For this exercise, report every line of the material that includes "SortOrder".

*** Begin section ***

//! Chat notification sink.
//!
//! Posts summaries to a Slack-style incoming webhook. One attempt per call,
//! no retries.

use async_trait::async_trait;
use serde_json::{json, Value};
use std::time::Duration;
use thiserror::Error;

#[derive(Error, Debug)]
pub enum NotifyError {
    #[error("chat webhook not configured (set SLACK_WEBHOOK_URL)")]
    NotConfigured,
    #[error("chat webhook request failed: {0}")]
    RequestFailed(#[from] reqwest::Error),
    #[error("chat webhook returned status {status}: {body}")]
    Rejected { status: u16, body: String },
}

/// A message for the chat channel: header, body and footer.
#[derive(Debug, Clone, PartialEq, Eq)]
pub struct ChatPayload {
    pub title: String,
    pub body: String,
    pub footer: String,
}

impl ChatPayload {
    /// `generated_at` is the already formatted send-time timestamp.
    pub fn new(title: impl Into<String>, body: impl Into<String>, generated_at: &str) -> Self {
        Self {
            title: title.into(),
            body: body.into(),
            footer: format!("_Generated on {generated_at}_"),
        }
    }

    /// Slack block-kit JSON for this message.
    pub fn to_slack(&self) -> Value {
        json!({
            "text": "*Todo Summary*",
            "blocks": [
                {
                    "type": "section",
                    "text": { "type": "mrkdwn", "text": self.title }
                },
                {
                    "type": "section",
                    "text": { "type": "mrkdwn", "text": self.body }
                },
                {
                    "type": "context",
                    "elements": [
                        { "type": "mrkdwn", "text": self.footer }
                    ]
                }
            ]
        })
    }
}

/// Delivers a payload to a chat channel.
#[async_trait]
pub trait Notifier: Send + Sync {
    async fn send(&self, payload: &ChatPayload) -> Result<(), NotifyError>;
}

/// Notifier that posts to a Slack incoming webhook URL.
pub struct SlackWebhook {
    webhook_url: Option<String>,
    client: reqwest::Client,
}

impl SlackWebhook {
    pub fn new(webhook_url: Option<String>, timeout: Duration) -> Result<Self, NotifyError> {
        let client = reqwest::Client::builder().timeout(timeout).build()?;
        Ok(Self {
            webhook_url,
            client,
        })
    }
}

#[async_trait]
impl Notifier for SlackWebhook {
    async fn send(&self, payload: &ChatPayload) -> Result<(), NotifyError> {
        let url = self.webhook_url.as_deref().ok_or(NotifyError::NotConfigured)?;

        let resp = self
            .client
            .post(url)
            .json(&payload.to_slack())
            .send()
            .await?;

        if !resp.status().is_success() {
            let status = resp.status().as_u16();
            let body = resp.text().await.unwrap_or_default();
            return Err(NotifyError::Rejected { status, body });
        }

        Ok(())
    }
}
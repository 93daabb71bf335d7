//! HTTP API: todo CRUD plus the summarize endpoint.

use crate::pipeline::{PipelineError, ReferenceZone, SummaryPipeline};
use crate::storage::{Storage, StorageError};
use crate::task::{NewTask, SortOrder, StatusFilter, Task, TaskPatch};
use axum::{
    body::Bytes,
    extract::{
        rejection::{JsonRejection, QueryRejection},
        Path, Query, State,
    },
    http::{HeaderValue, Method, StatusCode},
    response::{IntoResponse, Response},
    routing::{get, post},
    Json, Router,
};
use chrono::Local;
use serde::{Deserialize, Serialize};
use std::net::SocketAddr;
use std::sync::Arc;
use thiserror::Error;
use tower_http::cors::CorsLayer;
use tower_http::trace::TraceLayer;
use tracing::{error, info, warn};

/// Shared application state. `Tz` is the zone summaries are computed in.
pub struct AppState<Tz: ReferenceZone = Local> {
    pub storage: Arc<Storage>,
    pub pipeline: Arc<SummaryPipeline<Tz>>,
}

#[derive(Error, Debug)]
pub enum ApiError {
    #[error("Todo not found")]
    NotFound,
    #[error("{0}")]
    BadRequest(String),
    #[error(transparent)]
    Storage(#[from] StorageError),
    #[error(transparent)]
    Pipeline(#[from] PipelineError),
}

impl From<JsonRejection> for ApiError {
    fn from(rejection: JsonRejection) -> Self {
        ApiError::BadRequest(rejection.body_text())
    }
}

impl From<QueryRejection> for ApiError {
    fn from(rejection: QueryRejection) -> Self {
        ApiError::BadRequest(rejection.body_text())
    }
}

#[derive(Serialize)]
struct ErrorBody {
    message: String,
    #[serde(skip_serializing_if = "Option::is_none")]
    error: Option<String>,
    #[serde(skip_serializing_if = "Option::is_none")]
    summary: Option<String>,
}

impl ErrorBody {
    fn message(message: impl Into<String>) -> Self {
        Self {
            message: message.into(),
            error: None,
            summary: None,
        }
    }

    fn internal(message: &str, error: impl ToString) -> Self {
        Self {
            message: message.to_string(),
            error: Some(error.to_string()),
            summary: None,
        }
    }
}

const SUMMARY_FAILED: &str = "Failed to generate summary or send to Slack";

impl IntoResponse for ApiError {
    fn into_response(self) -> Response {
        let (status, body) = match self {
            ApiError::NotFound | ApiError::Storage(StorageError::NotFound(_)) => {
                (StatusCode::NOT_FOUND, ErrorBody::message("Todo not found"))
            }
            ApiError::BadRequest(message) => (StatusCode::BAD_REQUEST, ErrorBody::message(message)),
            ApiError::Storage(err) => {
                error!(error = %err, "storage failure");
                (StatusCode::INTERNAL_SERVER_ERROR, ErrorBody::message(err.to_string()))
            }
            ApiError::Pipeline(PipelineError::NoPendingTasks) => (
                StatusCode::BAD_REQUEST,
                ErrorBody::message(PipelineError::NoPendingTasks.to_string()),
            ),
            ApiError::Pipeline(PipelineError::Delivery { summary, source }) => {
                error!(error = %source, "summary generated but not delivered");
                let mut body = ErrorBody::internal(SUMMARY_FAILED, source);
                body.summary = Some(summary);
                (StatusCode::INTERNAL_SERVER_ERROR, body)
            }
            ApiError::Pipeline(err) => {
                error!(error = %err, "summary generation failed");
                (StatusCode::INTERNAL_SERVER_ERROR, ErrorBody::internal(SUMMARY_FAILED, err))
            }
        };
        (status, Json(body)).into_response()
    }
}

pub fn create_router<Tz: ReferenceZone>(
    state: Arc<AppState<Tz>>,
    cors_allowed_origins: &[String],
) -> Router {
    Router::new()
        .route("/", get(health))
        .route("/todos", get(list_todos::<Tz>).post(create_todo::<Tz>))
        .route(
            "/todos/{id}",
            get(get_todo::<Tz>)
                .put(update_todo::<Tz>)
                .delete(delete_todo::<Tz>),
        )
        .route("/summarize", post(summarize::<Tz>))
        .layer(build_cors_layer(cors_allowed_origins))
        .layer(TraceLayer::new_for_http())
        .with_state(state)
}

/// Bind `addr` and serve until the process is stopped.
pub async fn serve(router: Router, addr: SocketAddr) -> std::io::Result<()> {
    let listener = tokio::net::TcpListener::bind(addr).await?;
    info!(%addr, "server listening");
    axum::serve(listener, router).await
}

fn build_cors_layer(cors_allowed_origins: &[String]) -> CorsLayer {
    let mut parsed = Vec::new();
    for origin in cors_allowed_origins {
        match HeaderValue::from_str(origin) {
            Ok(value) => parsed.push(value),
            Err(err) => warn!("ignoring invalid CORS origin '{origin}': {err}"),
        }
    }

    CorsLayer::new()
        .allow_methods([Method::GET, Method::POST, Method::PUT, Method::DELETE])
        .allow_headers([axum::http::header::CONTENT_TYPE])
        .allow_credentials(true)
        .allow_origin(parsed)
}

// --- Handlers ---

async fn health() -> &'static str {
    "Todo Summary Assistant API is running"
}

#[derive(Debug, Default, Deserialize)]
struct ListQuery {
    #[serde(default)]
    status: StatusFilter,
    #[serde(default)]
    sort: SortOrder,
}

async fn list_todos<Tz: ReferenceZone>(
    State(state): State<Arc<AppState<Tz>>>,
    query: Result<Query<ListQuery>, QueryRejection>,
) -> Result<Json<Vec<Task>>, ApiError> {
    let Query(query) = query?;
    let tasks = state.storage.list(query.status, query.sort)?;
    info!(count = tasks.len(), "listed todos");
    Ok(Json(tasks))
}

async fn get_todo<Tz: ReferenceZone>(
    State(state): State<Arc<AppState<Tz>>>,
    Path(id): Path<String>,
) -> Result<Json<Task>, ApiError> {
    state.storage.get(&id)?.map(Json).ok_or(ApiError::NotFound)
}

async fn create_todo<Tz: ReferenceZone>(
    State(state): State<Arc<AppState<Tz>>>,
    payload: Result<Json<NewTask>, JsonRejection>,
) -> Result<(StatusCode, Json<Task>), ApiError> {
    let Json(new) = payload?;
    require_title(&new.title)?;
    let task = state.storage.create(new)?;
    info!(id = %task.id, "todo created");
    Ok((StatusCode::CREATED, Json(task)))
}

async fn update_todo<Tz: ReferenceZone>(
    State(state): State<Arc<AppState<Tz>>>,
    Path(id): Path<String>,
    payload: Result<Json<TaskPatch>, JsonRejection>,
) -> Result<Json<Task>, ApiError> {
    let Json(patch) = payload?;
    if let Some(title) = &patch.title {
        require_title(title)?;
    }
    let task = state.storage.update(&id, patch)?;
    info!(id = %task.id, "todo updated");
    Ok(Json(task))
}

#[derive(Serialize)]
struct DeleteResponse {
    message: &'static str,
}

async fn delete_todo<Tz: ReferenceZone>(
    State(state): State<Arc<AppState<Tz>>>,
    Path(id): Path<String>,
) -> Result<Json<DeleteResponse>, ApiError> {
    if !state.storage.delete(&id)? {
        return Err(ApiError::NotFound);
    }
    info!(%id, "todo deleted");
    Ok(Json(DeleteResponse {
        message: "Todo deleted successfully",
    }))
}

#[derive(Debug, Default, Deserialize)]
#[serde(rename_all = "camelCase")]
struct SummarizeRequest {
    #[serde(default)]
    user_id: Option<String>,
}

#[derive(Serialize)]
#[serde(rename_all = "camelCase")]
struct SummarizeResponse {
    success: bool,
    message: &'static str,
    summary: String,
    used_fallback: bool,
}

async fn summarize<Tz: ReferenceZone>(
    State(state): State<Arc<AppState<Tz>>>,
    body: Bytes,
) -> Result<Json<SummarizeResponse>, ApiError> {
    // The body is optional; an empty one means "all users".
    let request: SummarizeRequest = if body.iter().all(u8::is_ascii_whitespace) {
        SummarizeRequest::default()
    } else {
        serde_json::from_slice(&body).map_err(|e| ApiError::BadRequest(e.to_string()))?
    };
    let user_id = request.user_id.as_deref().filter(|id| !id.is_empty());

    let outcome = state.pipeline.run(user_id).await?;
    Ok(Json(SummarizeResponse {
        success: true,
        message: "Summary generated and sent to Slack successfully",
        summary: outcome.summary,
        used_fallback: outcome.used_fallback,
    }))
}

fn require_title(title: &str) -> Result<(), ApiError> {
    if title.trim().is_empty() {
        return Err(ApiError::BadRequest("title is required".to_string()));
    }
    Ok(())
}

*** End section ***

[Response to this task]
use crate::task::{NewTask, SortOrder, StatusFilter, Task, TaskPatch};
    sort: SortOrder,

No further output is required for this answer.